Genel kurul oturumunun Türkiye’deki son gelişmeler nedeniyle düzenlendiğini belirten raportör Thomas Hammerberg, HDP’nin kapatılmasına yönelik girişimin “kaygı verici” olduğunu belirtti.
İfade özgürlüğü alanındaki sorunlar, sivil toplum kuruluşlarının serbestçe çalışabilmesi ve gazetecilerin sorunlarının gündeme taşındığı oturumda, Türkiye’nin İstanbul Sözleşmesi’nden çekilmesine ve yargı bağımsızlığı sorununa değinildi. Sözleşmeden çekilmenin “kötü bir karar” olarak değerlendirildiği oturumda, “Ankara’nın bu kararı yeniden değerlendirmesinin umulduğu” belirtildi.
Oturumda söz alan Hıristiyan Demokrat Grup ve Liberal Grup ve Birleşik Avrupa Solu (Komünist Grup) parlamenterleri, Avrupa Konseyi’ni Türkiye hakkına sıradan kararlar yerine daha etkin önlemler almaya çağırdı. Parlamenterler ayrıca, İstanbul Sözleşmesi ve milletvekillerinin dokunulmazlığı konularında kaygılı olduklarını belirtti.
Kararda, Türkiye’nin “İstanbul Sözleşmesi” olarak bilinen “Kadına Yönelik Şiddet ve Aile İçi Şiddetin Önlenmesi ve Bunlarla Mücadeleye Dair Avrupa Konseyi Sözleşmesi”nden çekilme kararı Türkiye için “gerileme”, Avrupa Konseyi için ise “çok taraflı işbirliğinin zayıflaması” olarak değerlendirildi.

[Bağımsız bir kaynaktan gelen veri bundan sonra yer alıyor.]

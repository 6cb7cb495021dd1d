/*
[INPUT]:  Error sources (driver transport, serialization, validation)
[OUTPUT]: Structured error types with context and retry hints
[POS]:    Error handling layer - unified error types for the adapter
[UPDATE]: When adding new error sources or improving error messages
*/

use thiserror::Error;

/// Main error type for the exchange driver surface.
#[derive(Error, Debug)]
pub enum DriverError {
    /// Transport-level failure (socket closed, send failed)
    #[error("transport error: {0}")]
    Transport(String),

    /// Venue returned an error response
    #[error("venue error (code {code}): {message}")]
    Venue { code: i64, message: String },

    /// Serialization/deserialization failed
    #[error("serialization error: {0}")]
    Serialization(#[from] serde_json::Error),

    /// Request was malformed before it reached the wire
    #[error("invalid request: {0}")]
    InvalidRequest(String),

    /// Driver is shutting down and no longer accepts operations
    #[error("driver is shut down")]
    Shutdown,

    /// Operation timed out
    #[error("operation timed out after {duration}s")]
    Timeout { duration: u64 },
}

impl DriverError {
    /// Check if the error is retryable on a later cycle.
    pub fn is_retryable(&self) -> bool {
        matches!(
            self,
            DriverError::Transport(_) | DriverError::Timeout { .. }
        )
    }
}

/// Result type alias for driver operations.
pub type Result<T> = std::result::Result<T, DriverError>;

Türkiye’nin bundan böyle sözleşmeye taraf ülkeler arasındaki uluslararası işbirliğinden yararlanamayacağı ve sözleşmede tanımlanan suçlara ilişkin konularda cezai işbirliği talebinde bulunamayacağı hatırlatıldı.
“SÖZLEŞMELER İÇİN YÖNLENDİRİCİ İLKELER HAZIRLANSIN”
Avrupa Konseyi tarihinde bir ilk olan bu yeni gelişmenin “demokratik toplumlarda uluslararası antlaşmaların feshedilmesini düzenleyen normlarla ilgili düşünsel bir çalışma gerektirdiği” vurgulanan kararda AKPM olarak, Avrupa Konseyi’nin anayasal konularla ilgili uzman organı Venedik Komisyonu’ndan “Avrupa Konseyi sözleşmelerinin onaylanma ve feshedilmelerini düzenleyecek koşullar hakkında karşılaştırmalı bir çalışma ve yönlendirici ilkeler hazırlaması” istendi.
‘PARLAMENTER DOKUNULMAZLIĞI
Siyasi partiler ve parlamenter yaşamın demokrasi için önemine dikkat çekilen kararda, özellikle HDP’li milletvekilleri ve belediye başkanlarının dokunulmazlıklarının kaldırılmasına ilişkin girişimlere değinildi, Anayasa Mahkemesi (AYM) kararlarının birinci derece mahkeme kararlarının üstünde olduğu hatırlatıldı. AYM’nin parti kapatma davalarında AİHM içtihadı ışığında karar vermesi istendi.
Türkiye’de muhalefet partilerindeki parlamenterlerin “yazılı veya sözlü ifadeleri nedeniyle dokunulmazlıklarının kaldırılacağı tehdidi altında yaşadığı” kaygısının dile getirildiği kararda, bu duruma son verilmesi için terörle mücadeleye ilişkin yasal mevzuatta AİHM kararları temelinde değişiklik yapılması ve “Türk yargı sistemindeki bağımsızlık ve tarafsızlık sorunuyla başa çıkılması” istendi.
(HABER MERKEZİ)
Yoruma kapalı.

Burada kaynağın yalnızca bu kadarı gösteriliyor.